BEGIN Recorded information

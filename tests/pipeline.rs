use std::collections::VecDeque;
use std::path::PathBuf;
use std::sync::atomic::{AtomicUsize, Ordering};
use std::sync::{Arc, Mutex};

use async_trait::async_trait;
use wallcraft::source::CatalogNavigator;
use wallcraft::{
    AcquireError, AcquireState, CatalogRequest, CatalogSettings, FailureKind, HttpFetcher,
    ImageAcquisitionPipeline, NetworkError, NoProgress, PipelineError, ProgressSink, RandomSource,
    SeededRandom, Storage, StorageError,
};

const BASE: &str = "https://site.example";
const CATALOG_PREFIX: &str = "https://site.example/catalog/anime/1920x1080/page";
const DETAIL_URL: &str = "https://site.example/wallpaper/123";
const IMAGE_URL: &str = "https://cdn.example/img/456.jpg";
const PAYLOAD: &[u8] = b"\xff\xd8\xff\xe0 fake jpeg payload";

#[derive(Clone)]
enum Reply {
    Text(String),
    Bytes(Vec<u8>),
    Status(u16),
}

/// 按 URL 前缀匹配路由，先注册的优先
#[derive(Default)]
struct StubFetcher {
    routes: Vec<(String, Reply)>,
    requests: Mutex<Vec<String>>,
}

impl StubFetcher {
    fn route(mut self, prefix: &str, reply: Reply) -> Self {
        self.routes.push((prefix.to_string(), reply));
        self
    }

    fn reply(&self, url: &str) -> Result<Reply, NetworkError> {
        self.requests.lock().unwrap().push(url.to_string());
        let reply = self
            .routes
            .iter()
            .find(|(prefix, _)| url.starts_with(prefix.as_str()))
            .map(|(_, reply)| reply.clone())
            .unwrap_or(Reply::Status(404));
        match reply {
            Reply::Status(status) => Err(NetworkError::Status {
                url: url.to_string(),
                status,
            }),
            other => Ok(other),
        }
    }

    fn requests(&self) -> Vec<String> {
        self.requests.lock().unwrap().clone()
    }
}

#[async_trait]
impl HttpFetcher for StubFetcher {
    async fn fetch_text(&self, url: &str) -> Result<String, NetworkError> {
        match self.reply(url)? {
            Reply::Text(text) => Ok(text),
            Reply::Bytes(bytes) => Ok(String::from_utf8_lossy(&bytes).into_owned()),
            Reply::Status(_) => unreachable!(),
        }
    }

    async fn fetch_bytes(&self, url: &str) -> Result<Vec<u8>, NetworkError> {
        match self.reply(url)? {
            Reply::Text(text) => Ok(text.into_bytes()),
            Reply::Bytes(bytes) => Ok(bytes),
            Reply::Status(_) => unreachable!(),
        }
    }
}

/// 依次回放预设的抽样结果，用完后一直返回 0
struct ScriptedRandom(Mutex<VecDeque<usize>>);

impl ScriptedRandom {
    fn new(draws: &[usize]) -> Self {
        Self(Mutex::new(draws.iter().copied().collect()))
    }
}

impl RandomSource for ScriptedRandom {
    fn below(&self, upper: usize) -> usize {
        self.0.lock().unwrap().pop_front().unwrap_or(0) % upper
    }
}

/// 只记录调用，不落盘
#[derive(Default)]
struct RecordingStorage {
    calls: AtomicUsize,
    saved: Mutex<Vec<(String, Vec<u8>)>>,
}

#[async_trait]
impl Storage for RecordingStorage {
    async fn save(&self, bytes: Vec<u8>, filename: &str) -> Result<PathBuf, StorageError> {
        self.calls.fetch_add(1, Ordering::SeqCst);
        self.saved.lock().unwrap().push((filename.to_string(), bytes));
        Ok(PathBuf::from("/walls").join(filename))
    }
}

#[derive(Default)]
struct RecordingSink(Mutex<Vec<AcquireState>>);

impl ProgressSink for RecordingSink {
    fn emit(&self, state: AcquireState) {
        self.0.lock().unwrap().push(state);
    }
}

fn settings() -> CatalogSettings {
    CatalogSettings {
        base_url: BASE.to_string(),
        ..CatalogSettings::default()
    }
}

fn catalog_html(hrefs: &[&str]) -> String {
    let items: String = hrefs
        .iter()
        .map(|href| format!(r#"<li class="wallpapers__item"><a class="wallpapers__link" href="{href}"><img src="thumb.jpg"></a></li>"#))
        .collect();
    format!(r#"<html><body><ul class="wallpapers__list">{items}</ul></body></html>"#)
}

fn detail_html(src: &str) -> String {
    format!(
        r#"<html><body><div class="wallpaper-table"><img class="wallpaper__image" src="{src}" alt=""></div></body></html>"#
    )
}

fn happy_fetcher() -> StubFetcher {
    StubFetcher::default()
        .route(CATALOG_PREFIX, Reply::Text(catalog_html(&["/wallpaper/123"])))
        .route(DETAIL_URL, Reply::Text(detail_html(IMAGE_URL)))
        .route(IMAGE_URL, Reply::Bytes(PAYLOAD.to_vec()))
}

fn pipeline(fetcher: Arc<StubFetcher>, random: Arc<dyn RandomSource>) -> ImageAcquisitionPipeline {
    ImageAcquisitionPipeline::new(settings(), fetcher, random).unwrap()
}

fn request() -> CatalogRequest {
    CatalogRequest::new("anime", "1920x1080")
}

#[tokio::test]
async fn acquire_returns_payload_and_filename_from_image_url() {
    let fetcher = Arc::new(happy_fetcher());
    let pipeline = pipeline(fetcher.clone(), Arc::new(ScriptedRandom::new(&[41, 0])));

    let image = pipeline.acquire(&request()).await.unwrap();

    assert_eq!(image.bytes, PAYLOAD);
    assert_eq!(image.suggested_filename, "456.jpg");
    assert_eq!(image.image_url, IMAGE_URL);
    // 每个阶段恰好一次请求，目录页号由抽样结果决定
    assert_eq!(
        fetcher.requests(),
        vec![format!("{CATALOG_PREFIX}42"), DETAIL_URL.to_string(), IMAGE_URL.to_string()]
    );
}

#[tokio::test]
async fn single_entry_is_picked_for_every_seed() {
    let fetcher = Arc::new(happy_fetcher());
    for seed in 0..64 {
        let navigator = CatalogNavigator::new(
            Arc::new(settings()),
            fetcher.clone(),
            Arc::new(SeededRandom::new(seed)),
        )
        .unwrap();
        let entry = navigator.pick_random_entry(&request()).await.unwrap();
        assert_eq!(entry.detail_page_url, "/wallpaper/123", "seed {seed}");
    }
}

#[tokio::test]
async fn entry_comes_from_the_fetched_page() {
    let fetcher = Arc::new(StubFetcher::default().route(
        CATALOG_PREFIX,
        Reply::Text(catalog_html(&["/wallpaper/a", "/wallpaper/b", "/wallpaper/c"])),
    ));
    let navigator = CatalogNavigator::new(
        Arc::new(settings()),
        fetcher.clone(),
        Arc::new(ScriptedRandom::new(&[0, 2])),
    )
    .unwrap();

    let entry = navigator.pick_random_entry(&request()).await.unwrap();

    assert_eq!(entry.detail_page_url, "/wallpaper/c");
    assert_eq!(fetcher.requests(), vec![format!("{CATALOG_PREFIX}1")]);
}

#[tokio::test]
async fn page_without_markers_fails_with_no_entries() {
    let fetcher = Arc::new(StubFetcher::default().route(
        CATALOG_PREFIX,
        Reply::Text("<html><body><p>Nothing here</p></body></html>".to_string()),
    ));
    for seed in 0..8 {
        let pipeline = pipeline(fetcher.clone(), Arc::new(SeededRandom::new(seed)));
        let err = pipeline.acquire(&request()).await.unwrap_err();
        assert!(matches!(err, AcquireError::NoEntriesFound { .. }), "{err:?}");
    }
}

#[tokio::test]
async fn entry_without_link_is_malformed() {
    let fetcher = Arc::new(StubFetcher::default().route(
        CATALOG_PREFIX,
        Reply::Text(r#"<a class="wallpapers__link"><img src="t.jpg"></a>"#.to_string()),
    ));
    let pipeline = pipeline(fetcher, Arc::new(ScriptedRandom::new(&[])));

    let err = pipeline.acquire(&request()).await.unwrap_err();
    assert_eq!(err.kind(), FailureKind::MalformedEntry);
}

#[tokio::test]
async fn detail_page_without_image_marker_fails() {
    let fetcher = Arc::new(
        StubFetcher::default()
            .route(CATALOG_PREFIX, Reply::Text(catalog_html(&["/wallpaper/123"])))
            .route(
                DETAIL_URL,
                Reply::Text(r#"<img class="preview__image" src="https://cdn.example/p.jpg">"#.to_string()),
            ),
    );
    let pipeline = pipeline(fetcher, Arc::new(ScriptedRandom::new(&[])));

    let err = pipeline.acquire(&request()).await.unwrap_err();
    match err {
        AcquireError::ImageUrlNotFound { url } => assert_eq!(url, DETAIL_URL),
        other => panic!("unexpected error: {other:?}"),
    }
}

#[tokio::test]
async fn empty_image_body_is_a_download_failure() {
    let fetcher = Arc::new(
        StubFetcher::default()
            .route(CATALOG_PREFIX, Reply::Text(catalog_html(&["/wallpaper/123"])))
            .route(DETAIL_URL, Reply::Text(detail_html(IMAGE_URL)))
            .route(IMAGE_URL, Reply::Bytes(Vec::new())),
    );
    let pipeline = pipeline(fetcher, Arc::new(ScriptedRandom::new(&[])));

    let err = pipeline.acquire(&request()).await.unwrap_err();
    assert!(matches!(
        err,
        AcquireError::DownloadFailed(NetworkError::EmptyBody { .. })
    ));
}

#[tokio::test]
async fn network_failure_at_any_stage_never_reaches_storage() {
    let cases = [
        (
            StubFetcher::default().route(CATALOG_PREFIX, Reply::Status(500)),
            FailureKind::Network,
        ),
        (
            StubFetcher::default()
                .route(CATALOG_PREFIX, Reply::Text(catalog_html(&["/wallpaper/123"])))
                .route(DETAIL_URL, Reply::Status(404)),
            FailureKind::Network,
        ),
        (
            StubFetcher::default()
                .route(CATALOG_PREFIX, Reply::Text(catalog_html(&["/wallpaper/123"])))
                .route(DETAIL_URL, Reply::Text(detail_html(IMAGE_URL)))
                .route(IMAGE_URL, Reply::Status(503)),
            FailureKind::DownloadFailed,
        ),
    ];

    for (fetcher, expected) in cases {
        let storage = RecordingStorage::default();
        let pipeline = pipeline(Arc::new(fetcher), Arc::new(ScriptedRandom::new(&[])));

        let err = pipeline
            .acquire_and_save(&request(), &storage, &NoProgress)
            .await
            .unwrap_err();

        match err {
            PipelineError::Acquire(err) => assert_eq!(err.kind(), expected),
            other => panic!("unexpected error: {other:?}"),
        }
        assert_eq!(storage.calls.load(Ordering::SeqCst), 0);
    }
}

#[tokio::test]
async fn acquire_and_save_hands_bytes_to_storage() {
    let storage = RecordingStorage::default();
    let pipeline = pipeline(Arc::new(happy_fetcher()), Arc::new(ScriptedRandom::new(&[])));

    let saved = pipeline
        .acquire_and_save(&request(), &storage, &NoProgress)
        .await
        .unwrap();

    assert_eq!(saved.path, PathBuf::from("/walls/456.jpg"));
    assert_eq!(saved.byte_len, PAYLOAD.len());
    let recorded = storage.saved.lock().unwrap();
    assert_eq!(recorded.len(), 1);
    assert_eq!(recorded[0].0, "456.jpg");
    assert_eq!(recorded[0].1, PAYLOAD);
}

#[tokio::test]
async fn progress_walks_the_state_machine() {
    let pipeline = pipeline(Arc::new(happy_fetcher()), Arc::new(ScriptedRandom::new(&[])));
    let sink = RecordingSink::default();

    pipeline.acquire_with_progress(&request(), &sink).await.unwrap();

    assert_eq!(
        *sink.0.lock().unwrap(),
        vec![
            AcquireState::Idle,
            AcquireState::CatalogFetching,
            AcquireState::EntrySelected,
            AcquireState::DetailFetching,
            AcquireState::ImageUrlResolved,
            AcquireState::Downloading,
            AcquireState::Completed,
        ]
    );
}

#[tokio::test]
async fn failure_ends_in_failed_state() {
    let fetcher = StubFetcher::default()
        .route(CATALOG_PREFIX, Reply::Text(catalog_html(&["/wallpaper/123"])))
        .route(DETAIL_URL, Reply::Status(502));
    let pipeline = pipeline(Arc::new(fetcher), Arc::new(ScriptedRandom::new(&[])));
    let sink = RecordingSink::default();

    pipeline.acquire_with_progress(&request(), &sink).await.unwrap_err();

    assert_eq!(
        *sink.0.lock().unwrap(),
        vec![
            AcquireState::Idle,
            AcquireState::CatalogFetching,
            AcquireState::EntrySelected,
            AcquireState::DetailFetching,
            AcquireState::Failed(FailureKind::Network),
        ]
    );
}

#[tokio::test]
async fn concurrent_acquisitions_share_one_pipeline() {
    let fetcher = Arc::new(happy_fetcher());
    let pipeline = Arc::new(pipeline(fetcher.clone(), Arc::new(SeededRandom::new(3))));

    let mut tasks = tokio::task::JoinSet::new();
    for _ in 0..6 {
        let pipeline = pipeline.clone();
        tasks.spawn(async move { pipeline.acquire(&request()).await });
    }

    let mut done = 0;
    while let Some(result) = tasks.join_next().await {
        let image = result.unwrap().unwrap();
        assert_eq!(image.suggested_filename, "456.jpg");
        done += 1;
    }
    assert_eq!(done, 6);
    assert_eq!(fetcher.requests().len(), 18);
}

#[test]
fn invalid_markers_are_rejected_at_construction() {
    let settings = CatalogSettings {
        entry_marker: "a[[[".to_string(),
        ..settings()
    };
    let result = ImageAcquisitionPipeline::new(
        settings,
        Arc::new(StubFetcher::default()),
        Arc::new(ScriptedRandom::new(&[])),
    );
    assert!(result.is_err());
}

END Recorded information

The answer must be every line of the records that contains the word "anime".

const CATALOG_PREFIX: &str = "https://site.example/catalog/anime/1920x1080/page";
    CatalogRequest::new("anime", "1920x1080")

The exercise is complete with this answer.